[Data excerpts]
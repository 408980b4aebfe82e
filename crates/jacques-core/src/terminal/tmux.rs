//! tmux client/pane introspection, used to fill a session's
//! [`jacques_protocol::TerminalDescriptor`] when the assistant is running
//! inside a multiplexer.

use std::collections::{BTreeSet, HashMap};
use std::io;
use std::process::Command;

const FIELD_DELIMITER: &str = "__JQ_DELIM__";

#[derive(Debug, Clone, PartialEq, Eq)]
pub struct TmuxClient {
    pub client_tty: String,
    pub session_name: String,
    pub pane_current_path: Option<String>,
}

#[derive(Debug, Clone, PartialEq, Eq)]
pub struct TmuxPane {
    pub session_name: String,
    pub window_index: String,
    pub pane_current_path: String,
}

#[derive(Debug, Clone, Default, PartialEq, Eq)]
pub struct TmuxSnapshot {
    pub clients: Vec<TmuxClient>,
    pub panes: Vec<TmuxPane>,
}

pub trait TmuxAdapter: Send + Sync {
    fn snapshot(&self) -> Result<TmuxSnapshot, String>;
}

#[derive(Debug, Clone, Default)]
pub struct CommandTmuxAdapter;

impl TmuxAdapter for CommandTmuxAdapter {
    fn snapshot(&self) -> Result<TmuxSnapshot, String> {
        let clients_output = run_tmux([
            "list-clients",
            "-F",
            "#{client_tty}__JQ_DELIM__#{session_name}__JQ_DELIM__#{pane_current_path}",
        ])?;
        let panes_output = run_tmux([
            "list-panes",
            "-a",
            "-F",
            "#{session_name}__JQ_DELIM__#{window_index}__JQ_DELIM__#{pane_current_path}",
        ])?;

        Ok(TmuxSnapshot {
            clients: parse_clients(&clients_output),
            panes: parse_panes(&panes_output),
        })
    }
}

/// Finds the tmux session/window/pane serving a given working directory, if
/// any client is currently attached to a pane at that path.
pub fn locate_by_cwd(snapshot: &TmuxSnapshot, cwd: &str) -> Option<(String, String)> {
    snapshot
        .panes
        .iter()
        .find(|pane| pane.pane_current_path == cwd)
        .map(|pane| (pane.session_name.clone(), pane.window_index.clone()))
}

fn run_tmux<const N: usize>(args: [&str; N]) -> Result<String, String> {
    for binary in tmux_binary_candidates() {
        match Command::new(binary).args(args).output() {
            Ok(output) if output.status.success() => {
                return Ok(String::from_utf8_lossy(&output.stdout).to_string());
            }
            Ok(_) => continue,
            Err(err) if err.kind() == io::ErrorKind::NotFound => continue,
            Err(_) => continue,
        }
    }
    Ok(String::new())
}

fn tmux_binary_candidates() -> &'static [&'static str] {
    &[
        "tmux",
        "/opt/homebrew/bin/tmux",
        "/usr/local/bin/tmux",
        "/opt/local/bin/tmux",
        "/usr/bin/tmux",
    ]
}

fn split_fields<'a>(line: &'a str, expected: usize) -> Option<Vec<&'a str>> {
    let delimiter = if line.contains(FIELD_DELIMITER) {
        FIELD_DELIMITER
    } else {
        "\t"
    };
    let fields: Vec<&str> = line.split(delimiter).collect();
    if fields.len() < expected {
        return None;
    }
    Some(fields)
}

fn parse_clients(output: &str) -> Vec<TmuxClient> {
    let mut clients: Vec<TmuxClient> = output
        .lines()
        .filter_map(|line| {
            let fields = split_fields(line, 2)?;
            let client_tty = fields[0];
            let session_name = fields[1];
            if client_tty.is_empty() || session_name.is_empty() {
                return None;
            }
            let pane_current_path = fields.get(2).filter(|p| !p.is_empty()).map(|s| s.to_string());
            Some(TmuxClient {
                client_tty: client_tty.to_string(),
                session_name: session_name.to_string(),
                pane_current_path,
            })
        })
        .collect();
    clients.sort_by(|a, b| a.client_tty.cmp(&b.client_tty));
    clients
}

fn parse_panes(output: &str) -> Vec<TmuxPane> {
    let mut seen: HashMap<(String, String), BTreeSet<String>> = HashMap::new();
    let mut panes = Vec::new();
    for line in output.lines() {
        let Some(fields) = split_fields(line, 3) else {
            continue;
        };
        let (session_name, window_index, pane_path) = (fields[0], fields[1], fields[2]);
        if pane_path.is_empty() {
            continue;
        }
        let key = (session_name.to_string(), window_index.to_string());
        let inserted = seen.entry(key).or_default().insert(pane_path.to_string());
        if inserted {
            panes.push(TmuxPane {
                session_name: session_name.to_string(),
                window_index: window_index.to_string(),
                pane_current_path: pane_path.to_string(),
            });
        }
    }
    panes
}

#[cfg(test)]
mod tests {
    use super::*;

    #[test]
    fn parses_clients_with_custom_delimiter() {
        let output = "/dev/ttys001__JQ_DELIM__main__JQ_DELIM__/home/me/project\n";
        let clients = parse_clients(output);
        assert_eq!(clients.len(), 1);
        assert_eq!(clients[0].session_name, "main");
        assert_eq!(
            clients[0].pane_current_path.as_deref(),
            Some("/home/me/project")
        );
    }

    #[test]
    fn locates_pane_by_cwd() {
        let snapshot = TmuxSnapshot {
            clients: vec![],
            panes: vec![TmuxPane {
                session_name: "work".to_string(),
                window_index: "1".to_string(),
                pane_current_path: "/repo".to_string(),
            }],
        };
        let found = locate_by_cwd(&snapshot, "/repo");
        assert_eq!(found, Some(("work".to_string(), "1".to_string())));
    }

    #[test]
    fn empty_output_yields_no_panes() {
        assert!(parse_panes("").is_empty());
    }
}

* HOW TO COMPLETE THIS TASK: When a line of the records has the word "struct", pick it out and copy it.

* EXERCISE ANSWER:
pub struct TmuxClient {
pub struct TmuxPane {
pub struct TmuxSnapshot {
pub struct CommandTmuxAdapter;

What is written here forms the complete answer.